Hi Andrew,
Looks good. Approved.
Jennifer
Andrew Brygin wrote:
Hello Phil,
thanks for the review.
Regarding posix_memalign(), originally I was going to use it instead of
memalign() but found that it is not available on Solaris platform.
I did not like an idea to introduce yet another platfrom-specific code
piece, and and decided to leave memaling() routine.
I do not think that there are another issues caused by the fix for
CR 7113017, and the fix suggested here probably can be used
for 7u8 (where we have to resolve the JCK failure as well).
Thanks,
Andrew
On 02.08.2012 20:40, Phil Race wrote:
I am OK with this. The submitter of the fix for 7113017 apparently
did not pay attention in the updating to use POSIX functions that
posix supplies its own function called posix_memalign so does not
define memalign. I don't know off hand what library that would come
from on all platforms and I do not think it worth cycles to figure
this out.
I hope this is the only such issue but don't know if for a fact.
Some of these portability requests seem like they are more trouble
than they are
worth and using malloc.h works just fine for me !

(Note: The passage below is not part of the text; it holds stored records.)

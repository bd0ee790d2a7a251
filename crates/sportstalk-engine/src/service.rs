//! Answer service transport.
//!
//! The answer service maps a question string to an answer string over a
//! single JSON request/response pair:
//!
//! ```text
//! POST {endpoint}/ask   {"question": "..."}  ->  {"answer": "..."}
//! GET  {endpoint}/health                     ->  {"status": "..."}
//! ```

use std::time::Duration;

use async_trait::async_trait;
use reqwest::Client;
use serde::{Deserialize, Serialize};
use tracing::debug;

use crate::config::Config;

/// Something that can answer a question.
///
/// The conversation only depends on this trait, so tests and the headless
/// driver can swap in scripted implementations.
#[async_trait]
pub trait AnswerService: Send + Sync {
    /// Send `question` and return the answer text.
    async fn ask(&self, question: &str) -> Result<String, AskError>;
}

#[derive(Debug, Serialize)]
struct AskRequest<'a> {
    question: &'a str,
}

/// Response body of `/ask`. Extra fields are ignored.
#[derive(Debug, Deserialize)]
struct AskResponse {
    answer: String,
}

#[derive(Debug, Deserialize)]
struct HealthResponse {
    status: String,
}

/// HTTP client for the answer service.
#[derive(Debug, Clone)]
pub struct HttpAnswerService {
    client: Client,
    endpoint: String,
}

impl HttpAnswerService {
    /// Create a client for `endpoint` (e.g. `http://localhost:8000`) with no
    /// request timeout.
    pub fn new(endpoint: impl Into<String>) -> Self {
        Self {
            client: Client::new(),
            endpoint: normalize_endpoint(endpoint.into()),
        }
    }

    /// Create a client with an overall per-request timeout.
    pub fn with_timeout(endpoint: impl Into<String>, timeout: Duration) -> Result<Self, AskError> {
        let client = Client::builder()
            .timeout(timeout)
            .build()
            .map_err(AskError::Client)?;
        Ok(Self {
            client,
            endpoint: normalize_endpoint(endpoint.into()),
        })
    }

    /// Create a client from configuration.
    pub fn from_config(config: &Config) -> Result<Self, AskError> {
        match config.request_timeout_secs {
            Some(secs) => Self::with_timeout(&config.endpoint, Duration::from_secs(secs)),
            None => Ok(Self::new(&config.endpoint)),
        }
    }

    /// Base URL requests are sent to.
    pub fn endpoint(&self) -> &str {
        &self.endpoint
    }

    /// Query `GET /health` and return the reported status.
    pub async fn health(&self) -> Result<String, AskError> {
        let url = format!("{}/health", self.endpoint);
        let response = self.client.get(&url).send().await.map_err(AskError::Transport)?;
        let body = read_success_body(response).await?;
        let health: HealthResponse =
            serde_json::from_slice(&body).map_err(AskError::MalformedResponse)?;
        Ok(health.status)
    }
}

#[async_trait]
impl AnswerService for HttpAnswerService {
    async fn ask(&self, question: &str) -> Result<String, AskError> {
        let url = format!("{}/ask", self.endpoint);
        debug!(%url, question_len = question.len(), "posting question");

        let response = self
            .client
            .post(&url)
            .json(&AskRequest { question })
            .send()
            .await
            .map_err(AskError::Transport)?;

        let body = read_success_body(response).await?;
        let parsed: AskResponse =
            serde_json::from_slice(&body).map_err(AskError::MalformedResponse)?;
        Ok(parsed.answer)
    }
}

async fn read_success_body(response: reqwest::Response) -> Result<Vec<u8>, AskError> {
    let status = response.status();
    if !status.is_success() {
        return Err(AskError::Status(status.as_u16()));
    }
    let bytes = response.bytes().await.map_err(AskError::Transport)?;
    Ok(bytes.to_vec())
}

fn normalize_endpoint(endpoint: String) -> String {
    endpoint.trim_end_matches('/').to_string()
}

/// Errors from the answer service.
///
/// The conversation collapses all of these into the fallback answer; the
/// variants exist for logging and for the one-shot CLI commands.
#[derive(Debug, thiserror::Error)]
pub enum AskError {
    /// Connection, timeout or body read failure.
    #[error("transport error: {0}")]
    Transport(#[source] reqwest::Error),

    /// Non-2xx HTTP status.
    #[error("answer service returned HTTP {0}")]
    Status(u16),

    /// Body did not match the expected schema.
    #[error("malformed response: {0}")]
    MalformedResponse(#[source] serde_json::Error),

    /// The HTTP client could not be built.
    #[error("failed to build HTTP client: {0}")]
    Client(#[source] reqwest::Error),

    /// The request task ended without producing a result.
    #[error("request task failed: {0}")]
    Task(String),
}

#[cfg(test)]
mod tests {
    use super::*;

    #[test]
    fn test_endpoint_trailing_slash_removed() {
        let service = HttpAnswerService::new("http://localhost:8000/");
        assert_eq!(service.endpoint(), "http://localhost:8000");
    }

    #[test]
    fn test_from_config_with_timeout() {
        let config = Config {
            request_timeout_secs: Some(5),
            ..Config::default()
        };
        let service = HttpAnswerService::from_config(&config).unwrap();
        assert_eq!(service.endpoint(), "http://localhost:8000");
    }

    #[test]
    fn test_request_body_shape() {
        let body = serde_json::to_value(AskRequest { question: "foo\nbar" }).unwrap();
        assert_eq!(body, serde_json::json!({"question": "foo\nbar"}));
    }

    #[test]
    fn test_response_schema_check() {
        let ok: AskResponse =
            serde_json::from_str(r#"{"question": "q", "answer": "baz"}"#).unwrap();
        assert_eq!(ok.answer, "baz");

        assert!(serde_json::from_str::<AskResponse>(r#"{"reply": "baz"}"#).is_err());
        assert!(serde_json::from_str::<AskResponse>(r#"{"answer": 42}"#).is_err());
        assert!(serde_json::from_str::<AskResponse>("not json").is_err());
    }

    #[test]
    fn test_error_display() {
        assert_eq!(
            AskError::Status(503).to_string(),
            "answer service returned HTTP 503"
        );
    }
}
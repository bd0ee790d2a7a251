//! Conversation pane module.
//!
//! - [`message_lines`] / [`MessageView`] - renders one message
//! - [`ConversationPane`] - scrolling transcript with the typing row
//! - [`TranscriptScroll`] - scroll position, following new messages by default

mod message;
mod scroll;
mod widget;

pub use message::{message_lines, sender_label, MessageView};
pub use scroll::{TranscriptScroll, SCROLL_SPEED};
pub use widget::ConversationPane;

If there are any more issues I suggest we just revert 7113017.
-phil.
On 8/2/2012 7:36 AM, Andrew Brygin wrote:
Hello,
could you please review a fix for 7150594?
This problem is triggered by the fix for CR 7113017. In particular,
this fix replaces the malloc.h with stddef.h in mlib_types.h. This
change leads to compiling mlib_sys.c without forward declaration for
memalign() routine, and cause following warnings:
mlib_sys.c:96: warning: implicit declaration of function 'memalign'
mlib_sys.c:96: warning: cast to pointer from integer of different size
This cause the problem on systems where size of integer is less than
size of pointers: the pointer value is clamped, and usage of the
clamped pointer causes the observed crash.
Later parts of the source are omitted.